Livorno, scontri tra bande in via Buontalenti



I danni
Via Buontalenti è stata completamente devastata, con i tavolini dei bar rotti e diversi fra auto e motorini danneggiati. Vetri dei lunotti spaccati, scooter a terra. La situazione – ben documentata dai video degli abitanti – era di autentica devastazione. A terra un po’ di tutto, compresa una spada. «Sembrava di stare a Baghdad», è il commento di un ristoratore che ha assistito alle prime fasi dei pestaggi, andati avanti – almeno in via Buontalenti – «per otto dieci-minuti». Dopodiché sono intervenute le forze dell’ordine, giunte da via Grande dove si erano ritrovate per arrivare tutte insieme. Nel mentre una donna incinta, terrorizzata, si è rifugiata in un locale.

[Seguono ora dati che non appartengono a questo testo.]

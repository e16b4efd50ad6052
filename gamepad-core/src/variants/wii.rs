//! Nintendo Wii Remote, held upright.
//!
//! Only the core buttons (report 0x30) and buttons plus accelerometer
//! (report 0x31) are decoded; setup selects 0x31. The status report 0x20
//! carries the battery level. Every output report's first byte holds the
//! rumble bit in bit 0, so the current rumble state rides along with LEDs.

use hid_proto::HidGlobals;

use super::battery_from_steps;
use crate::output::{Capabilities, OutputError, OutputSink, PlayerLeds, Rumble, HIDP_OUTPUT_HEADER};
use crate::types::{Buttons, Dpad, GamepadState, MiscButtons};
use crate::variant::{Variant, VariantKind};

const REPORT_STATUS: u8 = 0x20;
const REPORT_CORE: u8 = 0x30;
const REPORT_CORE_ACCEL: u8 = 0x31;

const OUT_RUMBLE: u8 = 0x10;
const OUT_LEDS: u8 = 0x11;
const OUT_REPORT_MODE: u8 = 0x12;

const STATUS_BATTERY: usize = 6;
const ACCEL_CENTER: i32 = 0x200;

// First core button byte.
const LEFT: u8 = 0x01;
const RIGHT: u8 = 0x02;
const DOWN: u8 = 0x04;
const UP: u8 = 0x08;
const PLUS: u8 = 0x10;

// Second core button byte.
const TWO: u8 = 0x01;
const ONE: u8 = 0x02;
const B: u8 = 0x04;
const A: u8 = 0x08;
const MINUS: u8 = 0x10;
const HOME: u8 = 0x80;

#[derive(Debug, Clone, Copy, Default, PartialEq, Eq)]
pub struct Wii {
    leds: u8,
    rumble: bool,
}

impl Wii {
    fn rumble_bit(&self) -> u8 {
        u8::from(self.rumble)
    }

    fn apply_core_buttons(state: &mut GamepadState, b0: u8, b1: u8) {
        let mut dpad = Dpad::NONE;
        dpad.set(Dpad::LEFT, b0 & LEFT != 0);
        dpad.set(Dpad::RIGHT, b0 & RIGHT != 0);
        dpad.set(Dpad::DOWN, b0 & DOWN != 0);
        dpad.set(Dpad::UP, b0 & UP != 0);
        state.dpad = dpad;

        let mut buttons = Buttons::NONE;
        buttons.set(Buttons::A, b1 & A != 0);
        buttons.set(Buttons::B, b1 & B != 0);
        buttons.set(Buttons::X, b1 & ONE != 0);
        buttons.set(Buttons::Y, b1 & TWO != 0);
        state.buttons = buttons;

        let mut misc = MiscButtons::NONE;
        misc.set(MiscButtons::START, b0 & PLUS != 0);
        misc.set(MiscButtons::SELECT, b1 & MINUS != 0);
        misc.set(MiscButtons::SYSTEM, b1 & HOME != 0);
        state.misc_buttons = misc;
    }

    /// 10-bit accelerometer: high bits in the accel bytes, low bits spread
    /// over the unused bits of the button bytes.
    fn accel(b0: u8, b1: u8, xyz: &[u8]) -> [i32; 3] {
        let x = (i32::from(xyz[0]) << 2) | i32::from((b0 >> 5) & 0x03);
        let y = (i32::from(xyz[1]) << 2) | (i32::from((b1 >> 5) & 0x01) << 1);
        let z = (i32::from(xyz[2]) << 2) | (i32::from((b1 >> 6) & 0x01) << 1);
        [x - ACCEL_CENTER, y - ACCEL_CENTER, z - ACCEL_CENTER]
    }
}

impl Variant for Wii {
    const KIND: VariantKind = VariantKind::Wii;
    const CAPABILITIES: Capabilities = Capabilities {
        player_leds: true,
        rumble: true,
    };

    fn parse_usage(
        &mut self,
        _state: &mut GamepadState,
        _globals: &HidGlobals,
        _usage_page: u16,
        _usage: u16,
        _value: i32,
    ) {
        // The descriptor only lists vendor-defined reports
    }

    fn parse_raw_report(&mut self, report: &[u8], state: &mut GamepadState) -> bool {
        match *report {
            [REPORT_CORE, b0, b1, ..] => {
                Self::apply_core_buttons(state, b0, b1);
                true
            }
            [REPORT_CORE_ACCEL, b0, b1, ref rest @ ..] if rest.len() >= 3 => {
                Self::apply_core_buttons(state, b0, b1);
                state.accel = Self::accel(b0, b1, rest);
                true
            }
            [REPORT_STATUS, b0, b1, ..] => {
                Self::apply_core_buttons(state, b0, b1);
                if let Some(&level) = report.get(STATUS_BATTERY) {
                    state.battery = battery_from_steps(level, u8::MAX);
                }
                true
            }
            _ => false,
        }
    }

    fn setup<S: OutputSink>(&mut self, sink: &mut S) -> Result<(), OutputError> {
        sink.send(&[
            HIDP_OUTPUT_HEADER,
            OUT_REPORT_MODE,
            self.rumble_bit(),
            REPORT_CORE_ACCEL,
        ])
    }

    fn set_player_leds<S: OutputSink>(
        &mut self,
        leds: PlayerLeds,
        sink: &mut S,
    ) -> Result<(), OutputError> {
        self.leds = leds.0 & 0x0F;
        sink.send(&[
            HIDP_OUTPUT_HEADER,
            OUT_LEDS,
            (self.leds << 4) | self.rumble_bit(),
        ])
    }

    /// On/off only: any non-zero strength turns the motor on.
    fn set_rumble<S: OutputSink>(
        &mut self,
        rumble: Rumble,
        sink: &mut S,
    ) -> Result<(), OutputError> {
        self.rumble = !rumble.is_off();
        sink.send(&[HIDP_OUTPUT_HEADER, OUT_RUMBLE, self.rumble_bit()])
    }
}

#[cfg(test)]
mod tests {
    use super::*;
    use crate::output::tests::RecordingSink;
    use crate::types::BATTERY_FULL;

    #[test]
    fn test_core_accel_golden_vector() {
        let report = [REPORT_CORE_ACCEL, UP | PLUS | 0x60, A | HOME, 0x80, 0x80, 0x99];
        let mut wii = Wii::default();
        let mut state = GamepadState::neutral();
        wii.init_report(&mut state);

        assert!(wii.parse_raw_report(&report, &mut state));
        assert_eq!(state.dpad, Dpad::UP);
        assert_eq!(state.buttons, Buttons::A);
        assert_eq!(state.misc_buttons, MiscButtons::START | MiscButtons::SYSTEM);
        // x picks up both low bits from the first button byte
        assert_eq!(state.accel, [3, 0, 0x99 * 4 - 0x200]);
    }

    #[test]
    fn test_core_buttons_report() {
        let mut state = GamepadState::neutral();
        assert!(Wii::default().parse_raw_report(&[REPORT_CORE, LEFT, B | MINUS], &mut state));
        assert_eq!(state.dpad, Dpad::LEFT);
        assert_eq!(state.buttons, Buttons::B);
        assert_eq!(state.misc_buttons, MiscButtons::SELECT);
    }

    #[test]
    fn test_status_report_battery() {
        let mut state = GamepadState::neutral();
        let report = [REPORT_STATUS, 0, 0, 0x10, 0, 0, 0xFF];
        assert!(Wii::default().parse_raw_report(&report, &mut state));
        assert_eq!(state.battery, BATTERY_FULL);
    }

    #[test]
    fn test_unknown_and_short_reports() {
        let mut state = GamepadState::neutral();
        assert!(!Wii::default().parse_raw_report(&[REPORT_CORE_ACCEL, 0, 0, 1], &mut state));
        assert!(!Wii::default().parse_raw_report(&[0x3D, 1, 2, 3], &mut state));
        assert!(!Wii::default().parse_raw_report(&[REPORT_CORE], &mut state));
        assert_eq!(state, GamepadState::neutral());
    }

    #[test]
    fn test_output_reports_carry_rumble_bit() {
        let mut wii = Wii::default();
        let mut sink = RecordingSink::default();
        wii.setup(&mut sink).unwrap();
        wii.set_rumble(Rumble::new(0, 10, 0), &mut sink).unwrap();
        wii.set_player_leds(PlayerLeds::player(2), &mut sink).unwrap();
        wii.set_rumble(Rumble::OFF, &mut sink).unwrap();

        assert_eq!(sink.reports[0], [HIDP_OUTPUT_HEADER, 0x12, 0x00, 0x31]);
        assert_eq!(sink.reports[1], [HIDP_OUTPUT_HEADER, 0x10, 0x01]);
        assert_eq!(sink.reports[2], [HIDP_OUTPUT_HEADER, 0x11, 0x21]);
        assert_eq!(sink.reports[3], [HIDP_OUTPUT_HEADER, 0x10, 0x00]);
    }
}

Scontro fra bande di stranieri in via Buontalenti: almeno due feriti



Le indagini
Sull’accaduto indagano i carabinieri del nucleo operativo e radiomobile della Compagnia di Livorno, diretto dal tenente Marco Saccà, di turno in centro a Livorno al momento della sanguinosa rissa. Al loro arrivo macchie di sangue sull’asfalto e residenti e commercianti ancora terrorizzati per quanto accaduto. In loro supporto sono intervenuti i colleghi della Squadra volante dell’ufficio prevenzione generale e soccorso pubblico della polizia di Stato, le unità di primo intervento del reparto prevenzione crimine, la digos, la polizia municipale, la guardia di finanza e anche i vigili del fuoco, con una squadra partita dalla caserma di via Campania. A procedere nelle indagini sono proprio i militari dell’Arma, che stanno cercando di capire le motivazioni delle violenze. Nel corso della notte dovranno parlare con i due giovani tunisini ricoverati al pronto soccorso, soccorsi dalle ambulanze. Sono loro, in questa prima fase, che potranno fornire agli investigatori un quadro dell’accaduto, visto che le altre decine di persone sono scappate per le vie centrali. Di certo c’è che le scene assistite dai residenti di via Buontalenti, di via del Fante e dintorni non si erano mai viste nella nostra città. Almeno in queste proprzioni.